Und fies geht es weiter mit Isa Theobald und „Checkpoint Dellengarten“. Die Story ist in drei Teile aufgeteilt – Prä-, Inter- und Postludium. Und worum geht’s? Im Stiftswald ist etwas Schreckliches geschehen. Was genau es war, ist noch nicht so raus, aber Sascha und seine Freunde sind der Sache auf der Spur. Ob es wirklich die Zombieapokalypse ist, wie das Gerücht rumgeht? Es ist ja auch nicht das erste Gebiet, was abgeriegelt wird, nachdem es mysteriöse Todesfälle gab. Und um endlich Gewissheit zu haben, wollen Marie und Sascha über den Friedhof in die verbotene Zone gehen und alles aufklären. Dafür bewaffnen sie sich extra und schmieden einen Plan. Sie kennen sich ja mit Zombies aus. Und der Friedhof sei eben der beste Ort, in das Gebiet vorzudringen, denn was tot ist, ist tot und deswegen sei dort nicht mit viel Gefahr zu rechnen. Niemand wusste ja, was der Auslöser der Situation im Stiftswald war – Pilz oder Virus oder was auch immer. Und als sich der Trupp dann endlich aufmachte, wurde es schon arg spooky. Natürlich kommen sie in dem abgesperrten Gebiet an und selbstverständlich finden sie heraus, wer für all die Toten und das Grauen verantwortlich ist – es sind aber keine Zombies. Wer oder was hier dafür sorgte, dass von den Verstorbenen nur noch Knochen oder weniger übrig blieben – tja, da kommt ihr NIE drauf. Wie Isa darauf gekommen sein mag, mag ich nur vermuten, aber es ist ABSOLUT KRANK!!! Am Ende verkündet der „Piratensender Schwarzer Hai“ dass sich die Krise auch noch in andere Gebiete ausgeweitet hat. Es sei wohl einfach die „Strafe Gottes“, doch der Leser weiß genau, dass das nicht stimmt. Aber fies ist es allemal.

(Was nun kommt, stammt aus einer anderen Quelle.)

//! Process configuration for the server binary.

use std::path::PathBuf;

use tracing::trace;

/// Storage backend configuration
#[derive(Debug, Clone, serde::Deserialize)]
#[serde(tag = "backend", rename_all = "lowercase")]
pub enum StorageConfig {
    /// In-memory storage (no persistence)
    #[serde(rename = "none")]
    None,

    /// SQLite database (default for most deployments)
    Sqlite {
        /// Path to the SQLite database file
        #[serde(default = "default_sqlite_path")]
        path: PathBuf,

        /// Retention period in days (heartbeats older than this are purged)
        #[serde(default = "default_retention_days")]
        retention_days: u32,

        /// Cleanup interval in hours (how often the retention job runs)
        #[serde(default = "default_cleanup_interval_hours")]
        cleanup_interval_hours: u32,
    },
}

impl StorageConfig {
    /// Validate storage configuration parameters
    pub fn validate(&self) -> Result<(), String> {
        match self {
            StorageConfig::None => Ok(()),
            StorageConfig::Sqlite {
                retention_days,
                cleanup_interval_hours,
                ..
            } => {
                if *retention_days < 1 {
                    return Err("retention_days must be at least 1".to_string());
                }
                if *retention_days > 3650 {
                    return Err("retention_days cannot exceed 3650 (10 years)".to_string());
                }

                if *cleanup_interval_hours < 1 {
                    return Err("cleanup_interval_hours must be at least 1".to_string());
                }
                if *cleanup_interval_hours > 720 {
                    return Err("cleanup_interval_hours cannot exceed 720 (30 days)".to_string());
                }

                let retention_hours = *retention_days as u64 * 24;
                if (*cleanup_interval_hours as u64) > retention_hours {
                    tracing::warn!(
                        "cleanup_interval_hours ({}) is longer than the retention period ({} hours). \
                         Old heartbeats may accumulate.",
                        cleanup_interval_hours,
                        retention_hours
                    );
                }

                Ok(())
            }
        }
    }
}

impl Default for StorageConfig {
    fn default() -> Self {
        StorageConfig::Sqlite {
            path: default_sqlite_path(),
            retention_days: default_retention_days(),
            cleanup_interval_hours: default_cleanup_interval_hours(),
        }
    }
}

fn default_sqlite_path() -> PathBuf {
    PathBuf::from("./vigilia.db")
}

fn default_retention_days() -> u32 {
    180
}

fn default_cleanup_interval_hours() -> u32 {
    24 // Run cleanup once per day by default
}

#[derive(Debug, Clone, serde::Deserialize)]
pub struct Config {
    /// Server timezone (IANA name); `SAME_AS_SERVER` on maintenance
    /// records resolves to this. Defaults to UTC.
    #[serde(default = "default_timezone")]
    pub timezone: String,

    /// Storage configuration (optional, defaults to SQLite)
    pub storage: Option<StorageConfig>,

    /// Event bus queue capacity per subscriber
    #[serde(default = "default_bus_capacity")]
    pub bus_capacity: usize,
}

fn default_timezone() -> String {
    "UTC".to_string()
}

fn default_bus_capacity() -> usize {
    256
}

impl Config {
    pub fn validate(&self) -> Result<(), String> {
        if self.bus_capacity < 1 {
            return Err("bus_capacity must be at least 1".to_string());
        }
        if let Some(storage) = &self.storage {
            storage.validate()?;
        }
        Ok(())
    }
}

pub fn read_config_file(path: &str) -> anyhow::Result<Config> {
    let file_content = std::fs::read_to_string(path)?;
    serde_json::from_str(&file_content)
        .map_err(|e| anyhow::anyhow!("Invalid configuration file: {e}"))
        .inspect(|config: &Config| trace!("loaded config: {config:?}"))
}
use std::{collections::HashMap, fs, path::Path};

use rmpv::Value;
use serde::{ser::SerializeMap, Serialize, Serializer};

use crate::payload::{as_number, PayloadError};

/// How many entries of a plain output tensor are reported.
pub const OUTPUT_SIZE: usize = 5;

/// Class index 0 of the classifier; the label table has no entry for it.
pub const BACKGROUND: &str = "background";

#[derive(Debug, Clone, PartialEq, Serialize)]
pub struct RankedPrediction {
    pub idx: i64,
    #[serde(skip_serializing_if = "Option::is_none")]
    pub value: Option<f64>,
}

/// Classifier output as sent by the filter.
///
/// `Plain` is every value of the output tensor. `Ordered` is the filter's
/// top-k view, `{"0": {"idx": .., "value": ..}, "1": ..}`, kept in the order
/// the map arrived in.
#[derive(Debug, Clone, PartialEq)]
pub enum PredictionRecord {
    Plain(Vec<f64>),
    Ordered(Vec<(String, RankedPrediction)>),
}

impl PredictionRecord {
    pub fn from_msgpack(value: &Value) -> Result<Self, PayloadError> {
        match value {
            Value::Array(values) => values
                .iter()
                .map(|v| as_number(v).ok_or(PayloadError::Malformed("output value is not a number")))
                .collect::<Result<Vec<_>, _>>()
                .map(PredictionRecord::Plain),
            Value::Map(entries) => entries
                .iter()
                .map(|(rank, entry)| Ok((rank_key(rank)?, ranked_entry(entry)?)))
                .collect::<Result<Vec<_>, _>>()
                .map(PredictionRecord::Ordered),
            _ => Err(PayloadError::Malformed("output is neither a list nor a map")),
        }
    }

    /// Class indices in rank order.
    ///
    /// For a plain tensor these are the `OUTPUT_SIZE` highest scoring
    /// positions, best first.
    pub fn top_indices(&self) -> Vec<i64> {
        match self {
            PredictionRecord::Ordered(entries) => entries.iter().map(|(_, p)| p.idx).collect(),
            PredictionRecord::Plain(values) => {
                let mut ranked: Vec<(usize, f64)> = values.iter().copied().enumerate().collect();
                ranked.sort_by(|a, b| b.1.total_cmp(&a.1));
                ranked
                    .into_iter()
                    .take(OUTPUT_SIZE)
                    .map(|(i, _)| i as i64)
                    .collect()
            }
        }
    }
}

impl Serialize for PredictionRecord {
    fn serialize<S: Serializer>(&self, serializer: S) -> Result<S::Ok, S::Error> {
        match self {
            PredictionRecord::Plain(values) => values.serialize(serializer),
            PredictionRecord::Ordered(entries) => {
                let mut map = serializer.serialize_map(Some(entries.len()))?;
                for (rank, prediction) in entries {
                    map.serialize_entry(rank, prediction)?;
                }
                map.end()
            }
        }
    }
}

fn rank_key(value: &Value) -> Result<String, PayloadError> {
    match value {
        Value::String(s) => s
            .as_str()
            .map(str::to_owned)
            .ok_or(PayloadError::Malformed("rank key is not valid utf-8")),
        Value::Integer(n) => n
            .as_i64()
            .map(|i| i.to_string())
            .or_else(|| n.as_u64().map(|u| u.to_string()))
            .ok_or(PayloadError::Malformed("rank key is not an integer")),
        _ => Err(PayloadError::Malformed("rank key is not a string")),
    }
}

fn ranked_entry(value: &Value) -> Result<RankedPrediction, PayloadError> {
    let Value::Map(fields) = value else {
        return Err(PayloadError::Malformed("ranked prediction is not a map"));
    };
    let field = |name: &str| {
        fields
            .iter()
            .find(|(k, _)| k.as_str() == Some(name))
            .map(|(_, v)| v)
    };

    let idx = field("idx")
        .and_then(Value::as_i64)
        .ok_or(PayloadError::Missing("idx"))?;
    let value = field("value").and_then(as_number);

    Ok(RankedPrediction { idx, value })
}

/// Class index to human-readable label, as shipped in
/// `imagenet_class_index.json`.
///
/// Entries are either a bare name or the Keras `[wnid, name]` pair.
#[derive(Debug, Clone, Default)]
pub struct LabelTable {
    entries: HashMap<String, serde_json::Value>,
}

impl LabelTable {
    pub fn from_slice(bytes: &[u8]) -> anyhow::Result<Self> {
        let entries = serde_json::from_slice(bytes)?;
        Ok(LabelTable { entries })
    }

    pub fn load(path: impl AsRef<Path>) -> anyhow::Result<Self> {
        Self::from_slice(&fs::read(path)?)
    }

    pub fn len(&self) -> usize {
        self.entries.len()
    }

    pub fn is_empty(&self) -> bool {
        self.entries.is_empty()
    }

    pub fn name(&self, key: i64) -> Option<String> {
        match self.entries.get(&key.to_string())? {
            serde_json::Value::String(name) => Some(name.clone()),
            serde_json::Value::Array(parts) => parts
                .iter()
                .rev()
                .find_map(|p| p.as_str())
                .map(str::to_owned),
            other => Some(other.to_string()),
        }
    }
}

/// Label for a classifier index.
///
/// The classifier reserves index 0 for background while the label table
/// starts at its first real class, so index `i` maps to table key `i - 1`.
pub fn decode_label(idx: i64, table: &LabelTable) -> Result<String, PayloadError> {
    if idx == 0 {
        return Ok(BACKGROUND.to_owned());
    }
    idx.checked_sub(1)
        .and_then(|key| table.name(key))
        .ok_or(PayloadError::UnknownClass(idx))
}

pub fn decode_labels(record: &PredictionRecord, table: &LabelTable) -> Result<Vec<String>, PayloadError> {
    record
        .top_indices()
        .into_iter()
        .map(|idx| decode_label(idx, table))
        .collect()
}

Den Abschluss in den düsteren Geschichten bietet schließlich David Gray mit „Die bleichen Blumen des Bösen“. In sechs Schritten begleiten wir hier den Teniente, der gerade eine Frau über eine Art Schrottplatz führt, um sie schlussendlich zu erschießen – weil dies seine Aufgabe ist. Die Frau nimmt ihre Strafe aber klaglos hin, was ihn wiederum verwundert. Warum aber musste diese Frau sterben? Es wurde ihr vorgeworfen, einen ehemaligen Oberst getötet zu haben. Sie gab es sogar zu – vergiftet hatte sie ihn mit den „bleichen Blüten des Bösen“. Lange hatte er sie verhört, versucht sie einzuschüchtern und zu erniedrigen, doch immer blieb die Frau ruhig und gelassen und ließ alles wortlos über sich ergehen, ohne eine Reaktion. Schließlich gibt sie sogar zu, dass der Oberst nicht ihr erstes Opfer war, sondern nunmehr der 12. Das war ein Schock! Der Soldat war eigentlich schon richtig abgebrüht, aber was und vor allem wie diese Frau ihm da so schilderte, ließ ihn zweifeln und sorgte für Schauder, die ihn durchfuhren. Er zögerte sogar davor, letztlich den Abzug zu drücken. Aber Befehl ist nun einmal Befehl. Lest einfach nach, was aus dem Schuss dann alles entstand… Es ist oftmals größer, als es anfangs erscheint.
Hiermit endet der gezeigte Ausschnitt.